As it is, they take him of their own volition to Francis’ tent, and he lets himself in without introduction or invitation. His fellow captain stands in the middle of the space, in the scant room between his bed and his desk, arms folded and brow wrinkled with consternation. It has been a long day, though the sun is still high and bright. Francis wears every mile of the trek on his face, carries it in his posture. No doubt they have made this leg of the journey easier for themselves by leaving some of their supplies behind, but that is not the reason Francis made the call to do so. James stands there and thinks, for the second time,  _ More than God loves them, _ and, as if his thoughts have alerted him to his presence, Francis lifts his head. His greeting is little more than “James,” said on a hum, before he drags a hand down his face from hairline to chin.

“I have the feeling I’ve interrupted you from your thoughts,” James says, stepping further into the tent. Francis looks up at him over his fingers.

“We’ve had no lack of things to occupy our minds,” he replies, then sighs. “I was thinking about the boat sledges. How much we can stand to carry with us, while making sure to provide for every man here, while  _ also  _ taking into account the fact that as we walk, there will be fewer for whom we must provide and fewer to haul.”

James nods. “If nothing else, the numbers will even themselves out,” he supplies with wry practicality. Soon, he realizes that this train of thought is not one he wishes to follow any longer for the fear of unraveling, and instead, with a sigh of his own, nudges Francis’ shoulder until they are turned to facing one another. “But let’s take some respite from those thoughts. I think we’ve earned a moment’s peace today, and, as you said, there’s no lack of other things with which to occupy our thoughts.”

Francis says nothing, but his hand brushes James’ for a breath’s worth of time, which is response enough. “Francis,” James says, softer now, “you can’t know what the future will hold.”

“I can surmise the vague shape of it,” Francis replies. As if it is something to chart around rather than to travel through. There is only one way, when it comes to time, and that way is forwards and against all else.

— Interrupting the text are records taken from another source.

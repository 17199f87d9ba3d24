//! Conversion from raw serialized graph sources to structured records
//!
//! The extraction system serializes its graph as GraphML. Conversion sits
//! behind [`SourceConverter`] so the pipeline never depends on the wire
//! format; the built-in [`GraphmlConverter`] covers the subset the
//! extraction system emits (a `<key>` table mapping data keys to attribute
//! names, then `<node>`/`<edge>` elements with `<data>` payloads), without
//! pulling in a full XML dependency.

use crate::record::{Edge, GraphRecord, Node};
use serde_json::Value;
use std::collections::HashMap;
use thiserror::Error;

/// Errors from converting a raw serialized source
#[derive(Debug, Clone, Error)]
pub enum ConvertError {
    #[error("not a graphml document")]
    NotGraphml,

    #[error("malformed graphml: {0}")]
    Malformed(String),
}

/// Converts raw serialized graph bytes into a structured record.
///
/// Implementations are pure: same input, same output, no I/O.
pub trait SourceConverter: Send + Sync {
    fn convert(&self, raw: &str) -> Result<GraphRecord, ConvertError>;
}

/// Built-in converter for GraphML as written by the extraction system.
#[derive(Debug, Clone, Copy, Default)]
pub struct GraphmlConverter;

impl GraphmlConverter {
    pub fn new() -> Self {
        Self
    }
}

impl SourceConverter for GraphmlConverter {
    fn convert(&self, raw: &str) -> Result<GraphRecord, ConvertError> {
        parse_graphml(raw)
    }
}

/// Which element domain a `<key>` declaration applies to
#[derive(Debug, Clone, Copy, PartialEq, Eq, Hash)]
enum KeyDomain {
    Node,
    Edge,
}

/// Element currently being populated with `<data>` payloads
enum OpenElement {
    Node(Node),
    Edge(Edge),
}

#[derive(Default)]
struct Parser {
    /// (domain, key id) -> attribute name, from `<key>` declarations
    keys: HashMap<(KeyDomain, String), String>,
    record: GraphRecord,
    open: Option<OpenElement>,
    saw_graphml: bool,
}

fn parse_graphml(raw: &str) -> Result<GraphRecord, ConvertError> {
    let mut parser = Parser::default();
    let mut rest = raw;

    while let Some(start) = rest.find('<') {
        rest = &rest[start..];
        if let Some(skipped) = skip_non_element(rest) {
            rest = skipped;
            continue;
        }

        let (tag, after_tag) = read_tag(rest)?;
        rest = after_tag;

        if tag.closing {
            parser.close(&tag.name);
            continue;
        }

        // <data> carries text content up to its closing tag.
        if tag.name == "data" && !tag.self_closing {
            let text_end = rest
                .find('<')
                .ok_or_else(|| ConvertError::Malformed("unterminated data element".into()))?;
            let text = unescape(&rest[..text_end]);
            rest = &rest[text_end..];
            parser.data(&tag, text);
            continue;
        }

        parser.open(&tag);
        if tag.self_closing {
            parser.close(&tag.name);
        }
    }

    if !parser.saw_graphml {
        return Err(ConvertError::NotGraphml);
    }
    Ok(parser.record)
}

impl Parser {
    fn open(&mut self, tag: &Tag) {
        match tag.name.as_str() {
            "graphml" => self.saw_graphml = true,
            "key" => {
                let domain = match tag.attr("for") {
                    Some("node") => KeyDomain::Node,
                    Some("edge") => KeyDomain::Edge,
                    _ => return,
                };
                if let (Some(id), Some(name)) = (tag.attr("id"), tag.attr("attr.name")) {
                    self.keys.insert((domain, id.to_string()), name.to_string());
                }
            }
            "node" => {
                let id = tag.attr("id").unwrap_or("").to_string();
                self.open = Some(OpenElement::Node(Node::new(id)));
            }
            "edge" => {
                let source = tag.attr("source").unwrap_or("");
                let target = tag.attr("target").unwrap_or("");
                self.open = Some(OpenElement::Edge(Edge::new(source, target)));
            }
            _ => {}
        }
    }

    fn close(&mut self, name: &str) {
        match (name, self.open.take()) {
            ("node", Some(OpenElement::Node(node))) => self.record.nodes.push(node),
            ("edge", Some(OpenElement::Edge(edge))) => self.record.edges.push(edge),
            (_, open) => self.open = open,
        }
    }

    fn data(&mut self, tag: &Tag, text: String) {
        let Some(key_id) = tag.attr("key") else {
            return;
        };
        let domain = match self.open {
            Some(OpenElement::Node(_)) => KeyDomain::Node,
            Some(OpenElement::Edge(_)) => KeyDomain::Edge,
            None => return,
        };
        let Some(attr_name) = self.keys.get(&(domain, key_id.to_string())) else {
            return;
        };

        match (&mut self.open, attr_name.as_str()) {
            (Some(OpenElement::Node(node)), "description") => node.description = text,
            (Some(OpenElement::Edge(edge)), "description") => edge.description = Some(text),
            (Some(OpenElement::Edge(edge)), "label" | "relation" | "keywords") => {
                edge.label = Some(text)
            }
            (Some(OpenElement::Edge(edge)), "strength") => {
                edge.strength = Some(Value::String(text))
            }
            (Some(OpenElement::Edge(edge)), "weight") => edge.weight = Some(Value::String(text)),
            _ => {}
        }
    }
}

/// A parsed start or end tag
struct Tag {
    name: String,
    attrs: Vec<(String, String)>,
    closing: bool,
    self_closing: bool,
}

impl Tag {
    fn attr(&self, name: &str) -> Option<&str> {
        self.attrs
            .iter()
            .find(|(key, _)| key == name)
            .map(|(_, value)| value.as_str())
    }
}

/// Skip XML declarations, processing instructions, comments, and doctypes.
/// Returns the remainder after the construct, or `None` if `input` starts
/// an ordinary element.
fn skip_non_element(input: &str) -> Option<&str> {
    if let Some(rest) = input.strip_prefix("<!--") {
        let end = rest.find("-->")?;
        return Some(&rest[end + 3..]);
    }
    if input.starts_with("<?") {
        let end = input.find("?>")?;
        return Some(&input[end + 2..]);
    }
    if input.starts_with("<!") {
        let end = input.find('>')?;
        return Some(&input[end + 1..]);
    }
    None
}

/// Read one tag starting at `<`, returning it and the remaining input.
fn read_tag(input: &str) -> Result<(Tag, &str), ConvertError> {
    let end = find_tag_end(input)
        .ok_or_else(|| ConvertError::Malformed("unterminated tag".into()))?;
    let inner = &input[1..end];
    let rest = &input[end + 1..];

    let closing = inner.starts_with('/');
    let inner = inner.strip_prefix('/').unwrap_or(inner);
    let self_closing = inner.ends_with('/');
    let inner = inner.strip_suffix('/').unwrap_or(inner).trim();

    let name_end = inner
        .find(|c: char| c.is_whitespace())
        .unwrap_or(inner.len());
    let name = inner[..name_end].to_string();
    if name.is_empty() {
        return Err(ConvertError::Malformed("empty tag name".into()));
    }

    let attrs = parse_attrs(&inner[name_end..])?;
    Ok((
        Tag {
            name,
            attrs,
            closing,
            self_closing,
        },
        rest,
    ))
}

/// Find the index of the `>` closing the tag that starts at `input[0] == '<'`,
/// respecting quoted attribute values.
fn find_tag_end(input: &str) -> Option<usize> {
    let mut quote: Option<char> = None;
    for (i, c) in input.char_indices().skip(1) {
        match (quote, c) {
            (Some(q), _) if c == q => quote = None,
            (Some(_), _) => {}
            (None, '"' | '\'') => quote = Some(c),
            (None, '>') => return Some(i),
            (None, _) => {}
        }
    }
    None
}

fn parse_attrs(mut input: &str) -> Result<Vec<(String, String)>, ConvertError> {
    let mut attrs = Vec::new();
    loop {
        input = input.trim_start();
        if input.is_empty() {
            return Ok(attrs);
        }
        let eq = input
            .find('=')
            .ok_or_else(|| ConvertError::Malformed(format!("attribute without value: {}", input)))?;
        let name = input[..eq].trim().to_string();
        input = input[eq + 1..].trim_start();

        let mut chars = input.chars();
        let quote = match chars.next() {
            Some(q @ ('"' | '\'')) => q,
            _ => return Err(ConvertError::Malformed(format!("unquoted attribute: {}", name))),
        };
        let value_end = input[1..]
            .find(quote)
            .ok_or_else(|| ConvertError::Malformed(format!("unterminated attribute: {}", name)))?;
        attrs.push((name, unescape(&input[1..1 + value_end])));
        input = &input[value_end + 2..];
    }
}

/// Decode the predefined XML entities and decimal/hex character references.
fn unescape(text: &str) -> String {
    if !text.contains('&') {
        return text.to_string();
    }

    let mut out = String::with_capacity(text.len());
    let mut rest = text;
    while let Some(pos) = rest.find('&') {
        out.push_str(&rest[..pos]);
        rest = &rest[pos..];
        let Some(semi) = rest.find(';') else {
            out.push_str(rest);
            return out;
        };
        let entity = &rest[1..semi];
        match entity {
            "amp" => out.push('&'),
            "lt" => out.push('<'),
            "gt" => out.push('>'),
            "quot" => out.push('"'),
            "apos" => out.push('\''),
            _ => {
                let decoded = entity
                    .strip_prefix("#x")
                    .or_else(|| entity.strip_prefix("#X"))
                    .and_then(|hex| u32::from_str_radix(hex, 16).ok())
                    .or_else(|| entity.strip_prefix('#').and_then(|dec| dec.parse().ok()))
                    .and_then(char::from_u32);
                match decoded {
                    Some(c) => out.push(c),
                    None => out.push_str(&rest[..=semi]),
                }
            }
        }
        rest = &rest[semi + 1..];
    }
    out.push_str(rest);
    out
}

“Yes, fine, then. We will all grow sick and exhausted and we’ll start dropping as we walk, if we aren’t snatched up by our friend from the ice. Have I covered the basics, the  _ rough contours _ of it, or is there something I’ve missed?”

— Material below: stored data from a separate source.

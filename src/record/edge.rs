//! Edge representation with ordered field resolution
//!
//! Extraction backends disagree on field names: relation strength may be
//! stored under `strength` or `weight`, and descriptive text under
//! `description` or `label`. Each attribute resolves through an explicit
//! candidate order instead of ad hoc fallbacks at call sites.

use serde::{Deserialize, Serialize};
use serde_json::Value;

/// A directed relation between two entity nodes.
#[derive(Debug, Clone, Default, PartialEq, Serialize, Deserialize)]
pub struct Edge {
    /// Source node id
    #[serde(default)]
    pub source: String,
    /// Target node id
    #[serde(default)]
    pub target: String,
    /// Relation type label
    #[serde(default, skip_serializing_if = "Option::is_none")]
    pub label: Option<String>,
    /// Free-text relation description
    #[serde(default, skip_serializing_if = "Option::is_none")]
    pub description: Option<String>,
    /// Relation strength; GraphML data arrives as text, so this is kept
    /// as a raw value and interpreted on read
    #[serde(default, skip_serializing_if = "Option::is_none")]
    pub strength: Option<Value>,
    /// Legacy strength field used by older extraction runs
    #[serde(default, skip_serializing_if = "Option::is_none")]
    pub weight: Option<Value>,
}

impl Edge {
    /// Create an edge between two node ids
    pub fn new(source: impl Into<String>, target: impl Into<String>) -> Self {
        Self {
            source: source.into(),
            target: target.into(),
            ..Default::default()
        }
    }

    /// Set the relation label
    pub fn with_label(mut self, label: impl Into<String>) -> Self {
        self.label = Some(label.into());
        self
    }

    /// Set the relation description
    pub fn with_description(mut self, description: impl Into<String>) -> Self {
        self.description = Some(description.into());
        self
    }

    /// Set a numeric strength
    pub fn with_strength(mut self, strength: f64) -> Self {
        self.strength = Value::from(strength).into();
        self
    }

    /// Descriptive text for this edge: `description`, then `label`, then empty.
    pub fn display_text(&self) -> &str {
        [&self.description, &self.label]
            .into_iter()
            .find_map(|field| field.as_deref())
            .unwrap_or("")
    }

    /// Numeric relation strength: first present field of `strength`, `weight`.
    ///
    /// A present-but-unparseable value yields `None` (the edge is excluded
    /// from strength aggregation, not scored as zero).
    pub fn numeric_strength(&self) -> Option<f64> {
        [&self.strength, &self.weight]
            .into_iter()
            .find_map(|field| field.as_ref())
            .and_then(as_number)
    }

    /// Non-empty relation label, if any
    pub fn relation_label(&self) -> Option<&str> {
        self.label.as_deref().filter(|label| !label.is_empty())
    }
}

/// Interpret a JSON value as a float, accepting numeric strings.
fn as_number(value: &Value) -> Option<f64> {
    match value {
        Value::Number(n) => n.as_f64(),
        Value::String(s) => s.trim().parse().ok(),
        _ => None,
    }
}

#[cfg(test)]
mod tests {
    use super::*;
    use serde_json::json;

    #[test]
    fn display_text_prefers_description() {
        let edge = Edge::new("A", "B")
            .with_label("knows")
            .with_description("A knows B well");
        assert_eq!(edge.display_text(), "A knows B well");
    }

    #[test]
    fn display_text_falls_back_to_label() {
        let edge = Edge::new("A", "B").with_label("knows");
        assert_eq!(edge.display_text(), "knows");
        assert_eq!(Edge::new("A", "B").display_text(), "");
    }

    #[test]
    fn strength_resolves_before_weight() {
        let edge: Edge =
            serde_json::from_value(json!({"source": "A", "target": "B", "strength": 9.0, "weight": 1.0}))
                .unwrap();
        assert_eq!(edge.numeric_strength(), Some(9.0));
    }

    #[test]
    fn weight_used_when_strength_absent() {
        let edge: Edge =
            serde_json::from_value(json!({"source": "A", "target": "B", "weight": "4.5"})).unwrap();
        assert_eq!(edge.numeric_strength(), Some(4.5));
    }

    #[test]
    fn unparseable_strength_is_excluded_not_zero() {
        let edge: Edge =
            serde_json::from_value(json!({"source": "A", "target": "B", "strength": "high"}))
                .unwrap();
        assert_eq!(edge.numeric_strength(), None);
    }

    #[test]
    fn numeric_string_strength_is_accepted() {
        let edge: Edge =
            serde_json::from_value(json!({"source": "A", "target": "B", "strength": "7.0"}))
                .unwrap();
        assert_eq!(edge.numeric_strength(), Some(7.0));
    }

    #[test]
    fn empty_label_is_not_a_relation_label() {
        let edge = Edge::new("A", "B").with_label("");
        assert_eq!(edge.relation_label(), None);
    }
}
use std::borrow::Cow;

/// Failures of [`LoggerBuilder::init`](crate::LoggerBuilder::init).
#[mlp_derive::mlp_error]
pub enum LoggerError {
    /// The log file could not be opened for appending.
    #[error("Log file appender error{}: {source}", format_context(context))]
    Appender { source: tracing_appender::rolling::InitError, context: Option<Cow<'static, str>> },

    /// A global subscriber is already installed in this process.
    #[error("Tracing subscriber error{}: {source}", format_context(context))]
    Subscriber {
        source: tracing_subscriber::util::TryInitError,
        context: Option<Cow<'static, str>>,
    },

    /// The log directory could not be prepared.
    #[error("Internal logger error{}: {message}", format_context(context))]
    Internal { message: Cow<'static, str>, context: Option<Cow<'static, str>> },

    /// Builder settings that cannot produce a working logger.
    #[error("Invalid logger configuration{}: {message}", format_context(context))]
    InvalidConfiguration { message: Cow<'static, str>, context: Option<Cow<'static, str>> },
}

Francis’ lips pull into a scowl. His unhappiness is not directed at James, he knows, but towards the circumstances which surround them. In some way, the vast openness feels more like a cage than the yawning planks of the ships ever did. At least then they had signed up for those cages, had known exactly where they were to be kept; now, they have been flung out into a wider uncertainty.

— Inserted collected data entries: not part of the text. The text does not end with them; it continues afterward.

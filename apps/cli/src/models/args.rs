//! # CLI Argument Definitions

use clap::{Parser, Subcommand};
use std::path::PathBuf;

/// The main CLI structure parsing command-line arguments.
#[derive(Debug, Parser)]
#[command(name = "mlp")]
#[command(author = env!("CARGO_PKG_AUTHORS"))]
#[command(version = env!("CARGO_PKG_VERSION"))]
#[command(arg_required_else_help = true)]
#[command(about = "Project utilities for the mlProject pipeline")]
pub(crate) struct Cli {
    /// Settings file (defaults to an optional `mlp.*` in the working directory)
    #[arg(short, long, global = true)]
    pub(crate) config: Option<PathBuf>,

    #[command(subcommand)]
    pub(crate) command: Commands,
}

#[derive(Debug, Subcommand)]
pub(crate) enum Commands {
    /// Create directories, including missing parents
    Mkdirs {
        /// Do not log each created directory
        #[arg(short, long)]
        quiet: bool,
        #[arg(required = true)]
        dirs: Vec<PathBuf>,
    },
    /// Print the size of a file in KB
    Size { file: PathBuf },
    /// Print a YAML config file as JSON
    ShowConfig {
        file: PathBuf,
        /// Dotted key path to print instead of the whole document
        #[arg(short, long)]
        key: Option<String>,
    },
    /// Print the install requirements of a requirements file
    Requirements { file: PathBuf },
    /// Print package metadata
    Info {
        /// Include the install requirements read from this file
        #[arg(short, long)]
        requirements: Option<PathBuf>,
    },
}
use crate::error::ManifestError;
use crate::requirements::get_requirements;
use serde::Serialize;
use std::path::Path;

/// Static identity of the project package.
#[derive(Debug, Clone, Copy, PartialEq, Eq, Serialize)]
pub struct PackageMetadata {
    pub name: &'static str,
    pub version: &'static str,
    pub author: &'static str,
    pub author_email: &'static str,
    pub repo_name: &'static str,
    pub src_repo: &'static str,
}

impl PackageMetadata {
    #[must_use]
    pub const fn current() -> Self {
        Self {
            name: "IDS_CICIDS17",
            version: env!("CARGO_PKG_VERSION"),
            author: "Vishal Ganapathy",
            author_email: "vishalganpathy@gmail.com",
            repo_name: "end-end-MLP-with-MLFlow",
            src_repo: "mlProject",
        }
    }

    /// Pairs this metadata with the install requirements listed in `path`.
    ///
    /// # Errors
    /// Same as [`get_requirements`].
    pub fn install_requires(self, path: impl AsRef<Path>) -> Result<PackageManifest, ManifestError> {
        let install_requires = get_requirements(path)?;
        Ok(PackageManifest { metadata: self, install_requires })
    }
}

impl Default for PackageMetadata {
    fn default() -> Self {
        Self::current()
    }
}

/// Metadata plus the resolved install requirements.
#[derive(Debug, Clone, PartialEq, Eq, Serialize)]
pub struct PackageManifest {
    #[serde(flatten)]
    pub metadata: PackageMetadata,
    pub install_requires: Vec<String>,
}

“Is that what you want to dwell on?” James asks him, and Francis looks tempted to reply, but bereft of a sufficient answer; he has never been one for words when those words are useless. “Then let me take it for you, Francis. Give it to me so that I may remove that storm cloud from your mind for a spell.”

He receives no answer for his troubles.

“If this is something to which you must cling,” he tries again, “I understand it. I’ll give it back, but before then, I’d like you to let me help you with it.”

Finally, Francis says, “It’s too heavy, James. I think if you took it from my shoulders, we’d both collapse,” and then huffs a flat laugh. “Who would have ever guessed that ghosts could be so heavy?”

“Not all of us are ghosts yet, Francis.”

The look Francis gives him feels like the softened scars in his arm and chest. Tender and painful, in the way it hurts to visit the grave of a loved one. The line of macerated tissue aches near constantly. These, too, he has kept from Francis, a deeper secret than the circumstances of his birth and of his rank. He had feared the man’s pity before he had realized that he had none to dole out. Here, he does not fear pity, but something far worse; he does not have the strength to shoulder the grief of two people.

His hands go to Francis’ shoulders in a mirror of the comfort Francis had lended him only two days ago. “Let me help,” he implores him, and kisses his cheek, where the sunken apple of it folds his expression into sadness. It is a testament to how long they have walked, how exhaustion suffuses their every moment, that Francis does not pull away in surprise. Perhaps, though, he has no reason to. James hopes he is correct in his estimate, and kisses the same spot again as if tending to a wound.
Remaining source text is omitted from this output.